__EXERCISE AIM__: Find the line in the entries below that contains "a mock server.". Repeat it exactly, and every line after it through the line that contains "let query = server".

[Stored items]
*** Block opens ***

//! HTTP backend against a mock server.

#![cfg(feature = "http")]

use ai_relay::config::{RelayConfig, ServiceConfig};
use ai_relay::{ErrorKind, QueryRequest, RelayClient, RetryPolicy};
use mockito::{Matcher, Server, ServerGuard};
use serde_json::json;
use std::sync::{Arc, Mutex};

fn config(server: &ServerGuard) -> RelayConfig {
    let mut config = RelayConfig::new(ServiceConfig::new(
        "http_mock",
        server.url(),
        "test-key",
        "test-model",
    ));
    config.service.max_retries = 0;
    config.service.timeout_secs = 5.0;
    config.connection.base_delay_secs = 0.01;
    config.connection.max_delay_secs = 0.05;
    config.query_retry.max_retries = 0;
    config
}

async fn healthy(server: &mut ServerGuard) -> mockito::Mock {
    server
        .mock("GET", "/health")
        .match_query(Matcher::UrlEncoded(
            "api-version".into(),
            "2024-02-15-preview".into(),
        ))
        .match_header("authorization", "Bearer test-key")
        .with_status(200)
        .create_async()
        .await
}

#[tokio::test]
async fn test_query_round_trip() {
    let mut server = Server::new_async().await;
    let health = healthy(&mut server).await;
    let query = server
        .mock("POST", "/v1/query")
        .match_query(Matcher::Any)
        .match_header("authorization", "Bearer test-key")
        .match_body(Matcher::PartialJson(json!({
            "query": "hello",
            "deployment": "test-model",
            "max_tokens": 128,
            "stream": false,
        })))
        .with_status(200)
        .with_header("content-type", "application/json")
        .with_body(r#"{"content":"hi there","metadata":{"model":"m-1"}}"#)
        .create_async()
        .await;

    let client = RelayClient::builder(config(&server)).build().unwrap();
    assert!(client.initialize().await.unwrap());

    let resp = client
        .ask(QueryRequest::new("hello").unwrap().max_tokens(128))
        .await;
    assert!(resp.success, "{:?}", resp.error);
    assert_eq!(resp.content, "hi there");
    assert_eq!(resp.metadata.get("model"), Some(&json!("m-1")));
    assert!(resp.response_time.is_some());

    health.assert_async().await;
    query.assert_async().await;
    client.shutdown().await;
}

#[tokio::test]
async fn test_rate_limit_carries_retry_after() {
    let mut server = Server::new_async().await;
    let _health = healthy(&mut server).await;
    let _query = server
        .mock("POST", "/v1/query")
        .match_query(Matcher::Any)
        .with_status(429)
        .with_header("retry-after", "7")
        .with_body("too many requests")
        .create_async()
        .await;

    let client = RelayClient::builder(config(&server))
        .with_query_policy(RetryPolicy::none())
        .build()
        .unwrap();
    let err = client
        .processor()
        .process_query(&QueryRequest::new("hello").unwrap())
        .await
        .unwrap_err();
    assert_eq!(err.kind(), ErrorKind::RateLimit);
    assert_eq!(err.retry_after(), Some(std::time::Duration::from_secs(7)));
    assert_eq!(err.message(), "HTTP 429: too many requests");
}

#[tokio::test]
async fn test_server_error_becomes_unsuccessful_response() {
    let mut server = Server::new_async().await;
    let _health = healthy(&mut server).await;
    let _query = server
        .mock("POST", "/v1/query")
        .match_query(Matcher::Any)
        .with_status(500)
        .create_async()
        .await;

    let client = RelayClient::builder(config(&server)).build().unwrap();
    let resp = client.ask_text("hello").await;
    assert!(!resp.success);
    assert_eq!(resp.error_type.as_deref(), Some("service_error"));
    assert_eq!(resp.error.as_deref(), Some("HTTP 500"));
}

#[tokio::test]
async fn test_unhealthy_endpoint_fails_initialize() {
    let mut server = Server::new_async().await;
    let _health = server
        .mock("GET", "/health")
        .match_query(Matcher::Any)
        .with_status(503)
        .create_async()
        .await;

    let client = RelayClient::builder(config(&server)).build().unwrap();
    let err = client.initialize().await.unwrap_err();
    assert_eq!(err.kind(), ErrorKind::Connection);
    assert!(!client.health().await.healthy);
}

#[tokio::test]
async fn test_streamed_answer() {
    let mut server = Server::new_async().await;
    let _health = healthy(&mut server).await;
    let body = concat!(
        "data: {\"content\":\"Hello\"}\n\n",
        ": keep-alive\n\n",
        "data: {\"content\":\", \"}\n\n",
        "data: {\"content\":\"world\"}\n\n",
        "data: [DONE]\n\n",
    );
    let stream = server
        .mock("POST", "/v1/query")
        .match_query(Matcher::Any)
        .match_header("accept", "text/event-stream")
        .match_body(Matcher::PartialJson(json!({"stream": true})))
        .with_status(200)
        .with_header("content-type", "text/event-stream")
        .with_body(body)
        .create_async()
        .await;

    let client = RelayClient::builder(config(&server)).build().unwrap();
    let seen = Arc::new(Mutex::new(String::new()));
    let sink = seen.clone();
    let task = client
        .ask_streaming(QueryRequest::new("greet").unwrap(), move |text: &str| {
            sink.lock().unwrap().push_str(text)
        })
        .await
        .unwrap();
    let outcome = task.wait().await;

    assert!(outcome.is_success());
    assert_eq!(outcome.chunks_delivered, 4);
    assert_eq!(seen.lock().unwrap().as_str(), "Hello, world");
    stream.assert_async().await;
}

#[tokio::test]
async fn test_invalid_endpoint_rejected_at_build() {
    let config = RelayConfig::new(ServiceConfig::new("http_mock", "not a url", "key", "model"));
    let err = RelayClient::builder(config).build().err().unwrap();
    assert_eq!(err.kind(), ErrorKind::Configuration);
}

*** Block closes ***
*** Block opens ***

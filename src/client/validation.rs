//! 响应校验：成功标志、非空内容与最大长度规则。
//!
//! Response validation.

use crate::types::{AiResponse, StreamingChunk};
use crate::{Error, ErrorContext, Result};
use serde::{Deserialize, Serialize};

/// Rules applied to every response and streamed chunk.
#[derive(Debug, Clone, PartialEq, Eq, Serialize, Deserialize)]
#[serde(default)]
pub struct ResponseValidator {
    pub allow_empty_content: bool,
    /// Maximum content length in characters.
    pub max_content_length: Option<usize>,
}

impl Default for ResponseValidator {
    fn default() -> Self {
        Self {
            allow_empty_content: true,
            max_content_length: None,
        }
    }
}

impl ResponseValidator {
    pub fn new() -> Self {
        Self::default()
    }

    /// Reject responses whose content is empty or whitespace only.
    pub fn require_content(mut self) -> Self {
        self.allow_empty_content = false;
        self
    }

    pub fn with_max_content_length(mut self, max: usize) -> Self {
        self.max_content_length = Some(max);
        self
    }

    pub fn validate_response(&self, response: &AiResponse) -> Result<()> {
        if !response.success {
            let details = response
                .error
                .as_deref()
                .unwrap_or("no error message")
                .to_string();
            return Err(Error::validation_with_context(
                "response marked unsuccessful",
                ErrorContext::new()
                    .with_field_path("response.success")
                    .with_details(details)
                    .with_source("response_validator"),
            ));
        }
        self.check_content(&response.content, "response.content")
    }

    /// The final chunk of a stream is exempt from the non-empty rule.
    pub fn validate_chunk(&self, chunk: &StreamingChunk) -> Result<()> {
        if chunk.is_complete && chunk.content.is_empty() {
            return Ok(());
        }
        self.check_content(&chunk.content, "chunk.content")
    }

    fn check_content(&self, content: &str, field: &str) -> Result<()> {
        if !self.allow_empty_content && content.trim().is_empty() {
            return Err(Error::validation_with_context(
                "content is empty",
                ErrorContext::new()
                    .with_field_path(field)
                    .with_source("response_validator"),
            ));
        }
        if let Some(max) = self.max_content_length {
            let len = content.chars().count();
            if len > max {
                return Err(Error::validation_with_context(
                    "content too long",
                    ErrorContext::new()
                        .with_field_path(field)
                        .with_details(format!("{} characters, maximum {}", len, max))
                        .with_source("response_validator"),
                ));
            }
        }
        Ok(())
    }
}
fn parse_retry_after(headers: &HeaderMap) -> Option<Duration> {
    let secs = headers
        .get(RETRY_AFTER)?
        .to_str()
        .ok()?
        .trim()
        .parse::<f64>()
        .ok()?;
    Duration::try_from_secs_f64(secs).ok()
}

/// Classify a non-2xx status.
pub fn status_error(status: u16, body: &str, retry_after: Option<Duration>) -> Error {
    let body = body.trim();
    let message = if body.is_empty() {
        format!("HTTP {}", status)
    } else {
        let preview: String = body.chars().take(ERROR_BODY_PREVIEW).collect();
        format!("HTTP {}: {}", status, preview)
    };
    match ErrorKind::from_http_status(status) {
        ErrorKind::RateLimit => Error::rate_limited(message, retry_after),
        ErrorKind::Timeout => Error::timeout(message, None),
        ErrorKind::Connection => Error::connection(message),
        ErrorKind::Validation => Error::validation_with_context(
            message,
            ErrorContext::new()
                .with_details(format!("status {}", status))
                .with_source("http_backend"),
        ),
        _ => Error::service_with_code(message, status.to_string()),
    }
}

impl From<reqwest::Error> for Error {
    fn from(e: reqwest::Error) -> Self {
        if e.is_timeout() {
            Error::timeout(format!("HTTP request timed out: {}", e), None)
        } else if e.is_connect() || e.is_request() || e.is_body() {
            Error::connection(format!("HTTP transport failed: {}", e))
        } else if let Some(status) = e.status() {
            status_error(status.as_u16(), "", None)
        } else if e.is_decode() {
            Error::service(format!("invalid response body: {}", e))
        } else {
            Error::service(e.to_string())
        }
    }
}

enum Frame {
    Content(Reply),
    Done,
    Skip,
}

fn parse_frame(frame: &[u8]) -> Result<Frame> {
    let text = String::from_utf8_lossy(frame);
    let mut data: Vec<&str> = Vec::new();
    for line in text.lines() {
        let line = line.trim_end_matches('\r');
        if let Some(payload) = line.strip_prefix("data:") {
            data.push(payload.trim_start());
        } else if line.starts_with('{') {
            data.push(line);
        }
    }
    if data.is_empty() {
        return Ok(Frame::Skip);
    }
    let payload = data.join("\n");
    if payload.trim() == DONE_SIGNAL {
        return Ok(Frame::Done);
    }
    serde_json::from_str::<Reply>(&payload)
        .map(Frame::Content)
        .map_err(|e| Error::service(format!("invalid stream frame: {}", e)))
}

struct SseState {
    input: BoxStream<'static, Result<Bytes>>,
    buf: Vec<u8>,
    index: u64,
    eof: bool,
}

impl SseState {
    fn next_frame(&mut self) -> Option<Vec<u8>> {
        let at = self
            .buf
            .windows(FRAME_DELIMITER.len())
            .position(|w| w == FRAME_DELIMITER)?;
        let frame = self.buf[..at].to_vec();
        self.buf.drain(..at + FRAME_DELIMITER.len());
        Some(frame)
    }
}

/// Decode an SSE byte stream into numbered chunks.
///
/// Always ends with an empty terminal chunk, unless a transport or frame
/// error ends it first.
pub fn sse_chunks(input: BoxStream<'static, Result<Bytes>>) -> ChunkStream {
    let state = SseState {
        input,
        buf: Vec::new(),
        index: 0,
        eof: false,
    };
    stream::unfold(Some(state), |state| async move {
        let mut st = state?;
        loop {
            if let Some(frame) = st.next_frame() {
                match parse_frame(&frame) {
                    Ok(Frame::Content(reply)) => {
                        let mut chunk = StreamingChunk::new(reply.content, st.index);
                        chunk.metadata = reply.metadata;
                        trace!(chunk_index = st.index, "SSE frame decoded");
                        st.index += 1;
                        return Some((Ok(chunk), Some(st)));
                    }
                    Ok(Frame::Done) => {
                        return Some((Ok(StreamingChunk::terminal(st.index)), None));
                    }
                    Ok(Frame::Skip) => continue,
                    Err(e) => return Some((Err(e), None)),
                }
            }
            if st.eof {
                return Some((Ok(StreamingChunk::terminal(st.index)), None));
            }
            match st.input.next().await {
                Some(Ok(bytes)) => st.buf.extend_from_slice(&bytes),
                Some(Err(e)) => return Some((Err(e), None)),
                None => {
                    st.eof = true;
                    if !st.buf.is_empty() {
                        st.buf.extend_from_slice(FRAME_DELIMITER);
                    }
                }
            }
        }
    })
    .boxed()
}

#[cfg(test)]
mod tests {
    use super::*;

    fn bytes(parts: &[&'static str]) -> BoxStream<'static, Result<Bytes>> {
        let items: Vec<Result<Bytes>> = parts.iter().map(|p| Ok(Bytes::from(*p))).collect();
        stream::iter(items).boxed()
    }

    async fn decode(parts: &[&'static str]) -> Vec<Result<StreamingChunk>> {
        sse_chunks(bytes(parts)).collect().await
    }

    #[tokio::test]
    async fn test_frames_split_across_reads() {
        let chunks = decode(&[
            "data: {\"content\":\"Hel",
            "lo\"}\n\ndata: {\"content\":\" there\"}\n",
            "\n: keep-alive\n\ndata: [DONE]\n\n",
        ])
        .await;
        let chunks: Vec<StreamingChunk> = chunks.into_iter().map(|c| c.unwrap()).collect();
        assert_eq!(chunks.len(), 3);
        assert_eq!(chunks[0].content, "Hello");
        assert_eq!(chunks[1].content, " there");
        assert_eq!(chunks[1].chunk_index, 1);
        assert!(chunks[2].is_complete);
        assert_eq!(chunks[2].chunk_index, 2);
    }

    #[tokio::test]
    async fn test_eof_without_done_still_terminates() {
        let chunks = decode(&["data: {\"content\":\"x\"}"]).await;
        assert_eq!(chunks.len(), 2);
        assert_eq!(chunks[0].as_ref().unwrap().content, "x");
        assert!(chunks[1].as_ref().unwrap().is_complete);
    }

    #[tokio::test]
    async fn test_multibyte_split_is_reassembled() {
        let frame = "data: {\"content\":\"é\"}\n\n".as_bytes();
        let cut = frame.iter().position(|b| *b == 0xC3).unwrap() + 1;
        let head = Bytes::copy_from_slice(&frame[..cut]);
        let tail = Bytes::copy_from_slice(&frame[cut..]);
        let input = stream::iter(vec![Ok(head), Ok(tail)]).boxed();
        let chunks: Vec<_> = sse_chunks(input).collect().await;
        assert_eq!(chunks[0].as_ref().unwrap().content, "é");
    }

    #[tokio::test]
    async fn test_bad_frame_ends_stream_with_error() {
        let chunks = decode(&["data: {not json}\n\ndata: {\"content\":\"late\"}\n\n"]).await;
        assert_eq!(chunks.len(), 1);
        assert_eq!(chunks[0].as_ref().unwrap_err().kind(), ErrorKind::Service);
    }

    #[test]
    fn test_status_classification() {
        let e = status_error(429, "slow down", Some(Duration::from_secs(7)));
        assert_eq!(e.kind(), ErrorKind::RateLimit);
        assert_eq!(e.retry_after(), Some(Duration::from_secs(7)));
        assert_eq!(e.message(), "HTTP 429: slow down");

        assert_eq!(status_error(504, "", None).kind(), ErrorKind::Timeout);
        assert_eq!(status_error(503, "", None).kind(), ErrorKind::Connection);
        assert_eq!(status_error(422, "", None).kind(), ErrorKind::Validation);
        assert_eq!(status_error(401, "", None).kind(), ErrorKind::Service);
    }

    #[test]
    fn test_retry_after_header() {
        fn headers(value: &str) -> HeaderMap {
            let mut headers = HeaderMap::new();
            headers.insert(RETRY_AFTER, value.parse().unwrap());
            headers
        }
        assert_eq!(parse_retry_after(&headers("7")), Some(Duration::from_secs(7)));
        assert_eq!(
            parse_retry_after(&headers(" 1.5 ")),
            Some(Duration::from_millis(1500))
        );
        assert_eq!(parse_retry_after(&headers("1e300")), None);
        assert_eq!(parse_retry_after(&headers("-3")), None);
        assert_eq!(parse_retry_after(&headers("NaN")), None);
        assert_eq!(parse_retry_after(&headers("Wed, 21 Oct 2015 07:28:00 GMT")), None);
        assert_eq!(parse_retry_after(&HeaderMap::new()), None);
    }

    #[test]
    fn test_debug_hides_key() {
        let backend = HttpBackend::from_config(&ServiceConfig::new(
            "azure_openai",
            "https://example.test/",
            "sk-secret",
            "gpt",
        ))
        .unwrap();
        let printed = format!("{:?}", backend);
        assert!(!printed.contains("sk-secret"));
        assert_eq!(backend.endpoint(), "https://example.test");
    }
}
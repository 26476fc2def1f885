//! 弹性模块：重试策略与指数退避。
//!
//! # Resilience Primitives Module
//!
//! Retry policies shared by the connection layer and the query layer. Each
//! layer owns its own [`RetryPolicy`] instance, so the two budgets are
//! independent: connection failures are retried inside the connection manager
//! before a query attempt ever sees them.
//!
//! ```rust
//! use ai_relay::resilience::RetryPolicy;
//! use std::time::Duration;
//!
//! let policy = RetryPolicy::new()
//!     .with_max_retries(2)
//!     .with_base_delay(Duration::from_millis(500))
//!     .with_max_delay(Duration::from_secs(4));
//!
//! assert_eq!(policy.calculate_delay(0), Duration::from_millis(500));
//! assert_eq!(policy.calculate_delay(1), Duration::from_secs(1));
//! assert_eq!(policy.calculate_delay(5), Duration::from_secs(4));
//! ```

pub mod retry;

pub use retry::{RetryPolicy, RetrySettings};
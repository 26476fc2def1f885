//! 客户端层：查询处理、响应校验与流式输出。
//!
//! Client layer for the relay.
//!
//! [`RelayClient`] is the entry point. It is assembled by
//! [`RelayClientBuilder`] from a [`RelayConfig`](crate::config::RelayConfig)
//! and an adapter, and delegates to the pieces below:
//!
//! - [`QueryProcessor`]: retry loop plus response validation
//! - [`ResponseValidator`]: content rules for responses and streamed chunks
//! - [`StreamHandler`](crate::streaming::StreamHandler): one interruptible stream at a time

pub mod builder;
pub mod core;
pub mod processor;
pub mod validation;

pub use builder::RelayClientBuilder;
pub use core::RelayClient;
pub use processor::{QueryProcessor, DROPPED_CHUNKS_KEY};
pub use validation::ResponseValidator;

*** Block closes ***
*** Block opens ***

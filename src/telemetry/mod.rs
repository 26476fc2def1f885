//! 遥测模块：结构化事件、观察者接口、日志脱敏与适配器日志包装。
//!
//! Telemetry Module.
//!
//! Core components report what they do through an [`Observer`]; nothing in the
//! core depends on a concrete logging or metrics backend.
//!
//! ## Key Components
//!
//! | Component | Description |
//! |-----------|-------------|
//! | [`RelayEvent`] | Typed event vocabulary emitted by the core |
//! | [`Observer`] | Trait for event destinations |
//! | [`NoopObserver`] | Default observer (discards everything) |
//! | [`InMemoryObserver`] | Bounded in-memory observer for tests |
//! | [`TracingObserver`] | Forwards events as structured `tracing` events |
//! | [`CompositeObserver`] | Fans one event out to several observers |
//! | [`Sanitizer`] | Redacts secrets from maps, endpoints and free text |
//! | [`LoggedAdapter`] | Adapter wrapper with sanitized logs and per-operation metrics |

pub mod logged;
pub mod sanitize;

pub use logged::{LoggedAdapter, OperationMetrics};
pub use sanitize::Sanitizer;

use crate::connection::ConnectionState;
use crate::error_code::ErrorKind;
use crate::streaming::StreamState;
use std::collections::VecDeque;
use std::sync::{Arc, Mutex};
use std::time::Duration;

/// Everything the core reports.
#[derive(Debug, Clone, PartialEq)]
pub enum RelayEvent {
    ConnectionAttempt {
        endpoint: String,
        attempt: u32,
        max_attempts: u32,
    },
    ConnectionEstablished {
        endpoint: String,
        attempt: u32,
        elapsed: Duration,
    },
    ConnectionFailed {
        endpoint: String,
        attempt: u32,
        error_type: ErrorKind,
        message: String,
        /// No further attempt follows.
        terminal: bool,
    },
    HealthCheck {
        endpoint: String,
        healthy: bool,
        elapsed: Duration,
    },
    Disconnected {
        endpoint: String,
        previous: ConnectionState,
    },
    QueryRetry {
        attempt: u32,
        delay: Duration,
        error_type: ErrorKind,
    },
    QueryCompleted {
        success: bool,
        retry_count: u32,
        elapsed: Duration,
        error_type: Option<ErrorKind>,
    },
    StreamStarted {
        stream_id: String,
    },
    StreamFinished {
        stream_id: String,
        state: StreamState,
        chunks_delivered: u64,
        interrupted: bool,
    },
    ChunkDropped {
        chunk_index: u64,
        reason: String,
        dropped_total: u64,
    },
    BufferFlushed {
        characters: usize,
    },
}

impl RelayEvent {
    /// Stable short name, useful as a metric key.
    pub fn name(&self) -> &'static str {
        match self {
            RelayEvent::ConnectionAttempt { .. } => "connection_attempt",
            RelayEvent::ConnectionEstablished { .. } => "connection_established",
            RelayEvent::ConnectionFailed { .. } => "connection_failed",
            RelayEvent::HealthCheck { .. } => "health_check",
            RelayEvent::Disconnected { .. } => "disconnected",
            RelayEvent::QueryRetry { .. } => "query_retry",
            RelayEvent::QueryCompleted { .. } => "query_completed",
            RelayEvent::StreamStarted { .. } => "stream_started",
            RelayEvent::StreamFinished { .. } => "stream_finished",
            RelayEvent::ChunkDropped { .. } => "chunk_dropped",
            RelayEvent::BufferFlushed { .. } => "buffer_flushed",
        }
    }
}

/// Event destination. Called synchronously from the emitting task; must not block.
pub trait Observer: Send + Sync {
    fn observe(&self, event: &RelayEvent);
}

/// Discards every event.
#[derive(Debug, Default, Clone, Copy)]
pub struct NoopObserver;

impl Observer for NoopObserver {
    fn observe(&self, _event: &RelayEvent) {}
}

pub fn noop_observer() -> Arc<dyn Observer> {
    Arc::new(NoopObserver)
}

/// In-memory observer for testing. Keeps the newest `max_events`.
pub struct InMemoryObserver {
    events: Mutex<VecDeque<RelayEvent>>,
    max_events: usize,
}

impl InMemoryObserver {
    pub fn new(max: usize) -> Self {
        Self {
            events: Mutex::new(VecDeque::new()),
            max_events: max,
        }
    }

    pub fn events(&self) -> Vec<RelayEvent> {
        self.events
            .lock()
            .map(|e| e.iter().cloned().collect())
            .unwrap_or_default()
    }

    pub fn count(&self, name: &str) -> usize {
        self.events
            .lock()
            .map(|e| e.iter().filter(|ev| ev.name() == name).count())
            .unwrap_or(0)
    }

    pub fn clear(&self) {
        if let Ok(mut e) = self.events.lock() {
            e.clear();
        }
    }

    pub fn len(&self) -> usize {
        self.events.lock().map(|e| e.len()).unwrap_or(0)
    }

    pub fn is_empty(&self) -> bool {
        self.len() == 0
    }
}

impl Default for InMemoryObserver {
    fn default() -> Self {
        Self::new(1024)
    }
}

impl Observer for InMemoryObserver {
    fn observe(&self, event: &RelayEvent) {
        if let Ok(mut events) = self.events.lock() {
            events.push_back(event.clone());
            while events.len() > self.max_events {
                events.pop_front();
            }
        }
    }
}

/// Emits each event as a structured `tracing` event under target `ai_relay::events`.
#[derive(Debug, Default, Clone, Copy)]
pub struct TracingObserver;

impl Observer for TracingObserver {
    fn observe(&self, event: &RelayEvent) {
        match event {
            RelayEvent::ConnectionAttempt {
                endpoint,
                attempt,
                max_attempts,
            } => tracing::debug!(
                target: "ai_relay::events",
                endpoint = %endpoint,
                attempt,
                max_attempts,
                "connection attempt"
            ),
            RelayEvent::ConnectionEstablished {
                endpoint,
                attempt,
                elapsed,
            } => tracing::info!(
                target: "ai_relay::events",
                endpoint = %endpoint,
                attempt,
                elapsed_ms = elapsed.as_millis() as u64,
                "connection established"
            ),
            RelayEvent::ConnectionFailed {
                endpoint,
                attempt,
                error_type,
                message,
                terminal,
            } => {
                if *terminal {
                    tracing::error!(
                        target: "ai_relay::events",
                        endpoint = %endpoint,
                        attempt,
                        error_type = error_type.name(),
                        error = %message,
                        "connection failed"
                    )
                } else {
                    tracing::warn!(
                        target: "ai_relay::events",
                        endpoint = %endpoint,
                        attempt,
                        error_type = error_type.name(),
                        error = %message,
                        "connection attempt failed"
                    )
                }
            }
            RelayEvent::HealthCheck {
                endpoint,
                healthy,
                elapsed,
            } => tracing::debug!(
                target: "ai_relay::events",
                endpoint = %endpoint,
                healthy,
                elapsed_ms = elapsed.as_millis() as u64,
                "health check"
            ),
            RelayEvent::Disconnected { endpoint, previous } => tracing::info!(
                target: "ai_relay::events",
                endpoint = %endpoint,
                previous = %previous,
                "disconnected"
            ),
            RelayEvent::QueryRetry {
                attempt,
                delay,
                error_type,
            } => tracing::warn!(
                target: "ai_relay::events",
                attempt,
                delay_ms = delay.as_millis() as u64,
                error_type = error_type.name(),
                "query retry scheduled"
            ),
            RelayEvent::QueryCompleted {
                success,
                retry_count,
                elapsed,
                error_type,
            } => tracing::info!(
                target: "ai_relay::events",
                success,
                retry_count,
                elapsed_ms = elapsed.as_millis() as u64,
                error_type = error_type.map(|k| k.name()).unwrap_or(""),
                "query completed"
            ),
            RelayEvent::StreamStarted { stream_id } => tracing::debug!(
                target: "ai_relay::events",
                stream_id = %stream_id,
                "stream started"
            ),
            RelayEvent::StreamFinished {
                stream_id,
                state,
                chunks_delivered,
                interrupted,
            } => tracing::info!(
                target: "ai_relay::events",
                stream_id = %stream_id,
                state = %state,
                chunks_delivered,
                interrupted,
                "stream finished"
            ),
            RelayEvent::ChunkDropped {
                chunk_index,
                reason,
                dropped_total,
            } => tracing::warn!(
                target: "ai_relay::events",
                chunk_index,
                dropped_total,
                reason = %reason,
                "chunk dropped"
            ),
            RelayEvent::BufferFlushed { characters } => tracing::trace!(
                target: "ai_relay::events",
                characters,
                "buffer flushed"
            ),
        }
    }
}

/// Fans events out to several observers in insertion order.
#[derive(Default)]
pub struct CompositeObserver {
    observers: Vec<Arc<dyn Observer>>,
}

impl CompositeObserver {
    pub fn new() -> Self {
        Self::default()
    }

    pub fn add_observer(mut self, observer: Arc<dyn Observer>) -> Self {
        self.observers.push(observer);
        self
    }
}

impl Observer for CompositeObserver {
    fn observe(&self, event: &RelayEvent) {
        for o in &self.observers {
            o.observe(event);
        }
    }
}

*** Block closes ***

__REPLY__:
//! HTTP backend against a mock server.

#![cfg(feature = "http")]

use ai_relay::config::{RelayConfig, ServiceConfig};
use ai_relay::{ErrorKind, QueryRequest, RelayClient, RetryPolicy};
use mockito::{Matcher, Server, ServerGuard};
use serde_json::json;
use std::sync::{Arc, Mutex};

fn config(server: &ServerGuard) -> RelayConfig {
    let mut config = RelayConfig::new(ServiceConfig::new(
        "http_mock",
        server.url(),
        "test-key",
        "test-model",
    ));
    config.service.max_retries = 0;
    config.service.timeout_secs = 5.0;
    config.connection.base_delay_secs = 0.01;
    config.connection.max_delay_secs = 0.05;
    config.query_retry.max_retries = 0;
    config
}

async fn healthy(server: &mut ServerGuard) -> mockito::Mock {
    server
        .mock("GET", "/health")
        .match_query(Matcher::UrlEncoded(
            "api-version".into(),
            "2024-02-15-preview".into(),
        ))
        .match_header("authorization", "Bearer test-key")
        .with_status(200)
        .create_async()
        .await
}

#[tokio::test]
async fn test_query_round_trip() {
    let mut server = Server::new_async().await;
    let health = healthy(&mut server).await;
    let query = server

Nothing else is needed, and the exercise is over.